Shimrod se alejó de la parra y fue hasta un puesto de pan donde compró dos tortas de miel, cada cual en su respectivo cesto de juncos. Una de las tortas estaba mechada con pasas, la otra envuelta en nueces. Shimrod cogió las tortas y se dirigió a la parte trasera del puesto. El panadero, seguro de que Shimrod había ido a orinar, corrió a amonestarlo:

—¡Un momento, amigo! ¡Ve a otra parte a hacer tus necesidades! No quiero ese tufo en el aire, es mala publicidad —se detuvo, mirando a derecha e izquierda—. ¿Dónde estás amigo?

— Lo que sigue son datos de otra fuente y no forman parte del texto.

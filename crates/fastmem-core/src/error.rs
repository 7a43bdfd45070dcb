//! Error taxonomy for the allocator subsystem.
//!
//! Configuration problems are detected at context initialization and returned
//! as `Error` values; resource exhaustion on the allocation path surfaces as
//! `None` rather than an error. Reclaim has its own three-way outcome so
//! callers can tell "try again later" apart from "truly full".

use thiserror::Error;

/// Errors surfaced by context initialization and budget enforcement.
#[derive(Debug, Clone, PartialEq, Eq, Error)]
pub enum Error {
    /// A context was configured with an empty region list.
    #[error("no regions configured")]
    EmptyRegions,

    /// A region does not start where the previous one ended.
    #[error("invalid region start {start}: expected previous end {previous_end}")]
    RegionGap { start: usize, previous_end: usize },

    /// A region's byte interval is empty or inverted.
    #[error("invalid region bounds: start {start} >= end {end}")]
    InvalidBounds { start: usize, end: usize },

    /// A region step is zero or wider than the region itself.
    #[error("invalid region step {step} for span {span}")]
    InvalidStep { step: usize, span: usize },

    /// A multi-bucket region step must be a power of two.
    #[error("invalid region step {step}: expected power of 2")]
    StepNotPowerOfTwo { step: usize },

    /// A multi-bucket region start must be a multiple of its step.
    #[error("invalid region start {start}: must be multiple of step {step}")]
    MisalignedStart { start: usize, step: usize },

    /// A multi-bucket region end must be a multiple of its step.
    #[error("invalid region end {end}: must be multiple of step {step}")]
    MisalignedEnd { end: usize, step: usize },

    /// Growth would push outstanding bytes past the configured budget.
    #[error("byte budget exceeded: outstanding {outstanding} + growth {growth} > budget {budget}")]
    BudgetExceeded {
        outstanding: i64,
        growth: i64,
        budget: i64,
    },

    /// Growth would push committed trunk bytes past the derived ceiling.
    #[error("commit ceiling exceeded: committed {committed} + growth {growth} > limit {limit}")]
    CommitCeilingExceeded {
        committed: i64,
        growth: i64,
        limit: i64,
    },
}

/// Result of a reclaim attempt.
#[derive(Debug, Clone, Copy, PartialEq, Eq)]
pub enum ReclaimOutcome {
    /// Idle trunk memory was released; the payload is the byte count.
    Reclaimed(u64),
    /// The rate-limit window has not elapsed (or another thread owns it).
    TooSoon,
    /// Usage is at or above target, or the sweep found nothing idle.
    NothingToDo,
}

impl ReclaimOutcome {
    /// Bytes released by this attempt (zero unless `Reclaimed`).
    #[must_use]
    pub fn bytes(self) -> u64 {
        match self {
            ReclaimOutcome::Reclaimed(bytes) => bytes,
            ReclaimOutcome::TooSoon | ReclaimOutcome::NothingToDo => 0,
        }
    }
}

#[cfg(test)]
mod tests {
    use super::*;

    #[test]
    fn error_messages_carry_context() {
        let err = Error::RegionGap {
            start: 512,
            previous_end: 256,
        };
        let text = err.to_string();
        assert!(text.contains("512"));
        assert!(text.contains("256"));
    }

    #[test]
    fn reclaim_outcome_bytes() {
        assert_eq!(ReclaimOutcome::Reclaimed(4096).bytes(), 4096);
        assert_eq!(ReclaimOutcome::TooSoon.bytes(), 0);
        assert_eq!(ReclaimOutcome::NothingToDo.bytes(), 0);
    }
}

Oyó un murmullo, un gemido, una ráfaga de viento. Un borrón se elevó en el aire y se perdió de vista, pero Shimrod no estaba en ninguna parte.

El panadero regresó despacio a su puesto pero no refirió a nadie el episodio, por temor a que lo acusaran de tener demasiada imaginación.

2

Shimrod se posó sobre una pedregosa meseta en las laderas del Teach tac Teach. El paisaje del este se perdía bajo el Bosque de Tantrevalles hasta el límite de la visión. Las murallas de Swer Smod se erguían a sus espaldas; un conjunto de formas macizas y rectangulares se entrecruzaban y superponían. Tres torres de altura desigual sobresalían como centinelas oteando el paisaje.

Una muralla de más de dos metros de altura detuvo la marcha de Shimrod. Del portal colgaba un letrero que no había visto antes. Símbolos negros comunicaban una intimidatoria admonición:

¡ATENCIÓN! ¡INTRUSOS! ¡SALTEADORES! ¡TODOS LOS DEMÁS!

¡AVANZAR ES ARRIESGADO!

Si no podéis leer estas palabras, gritad «¡KLARO!»

y el letrero leerá el mensaje en voz alta.

¡NO PROSIGÁIS, BAJO PELIGRO DE MUERTE!

En caso de necesidad, consultad a Shimrod el Mago

en su residencia de Trilda,

en el Bosque de Tantrevalles.

Shimrod se detuvo en el portal y examinó el patio interior. Nada había cambiado desde su última visita. Aún montaban guardia los dos grifos: Vus, con manchas verdes, y Vuwas, marrón rojizo, con el color de la sangre vieja o el hígado crudo. Ambos tenían dos metros y medio de altura, con torsos macizos cubiertos con placas córneas. Vus exhibía una cresta de seis pinchos negros, a los que, en su vanidad, había añadido varias medallas y emblemas.

Vuwas llevaba, sobre la coronilla y la nuca, un rígido cepillo de fibras rojizas. Para no ser superado por Vus, había adornado con varias perlas sus espinas. Vus y Vuwas estaban sentados junto a la garita, encaramados sobre un ajedrez forjado en hierro negro y hueso. Las piezas, de cuatro pulgadas de altura, gritaban mientras se movían, con desdén, alarma, cólera o aprobación. Los grifos no prestaban atención a los comentarios y continuaban con el juego.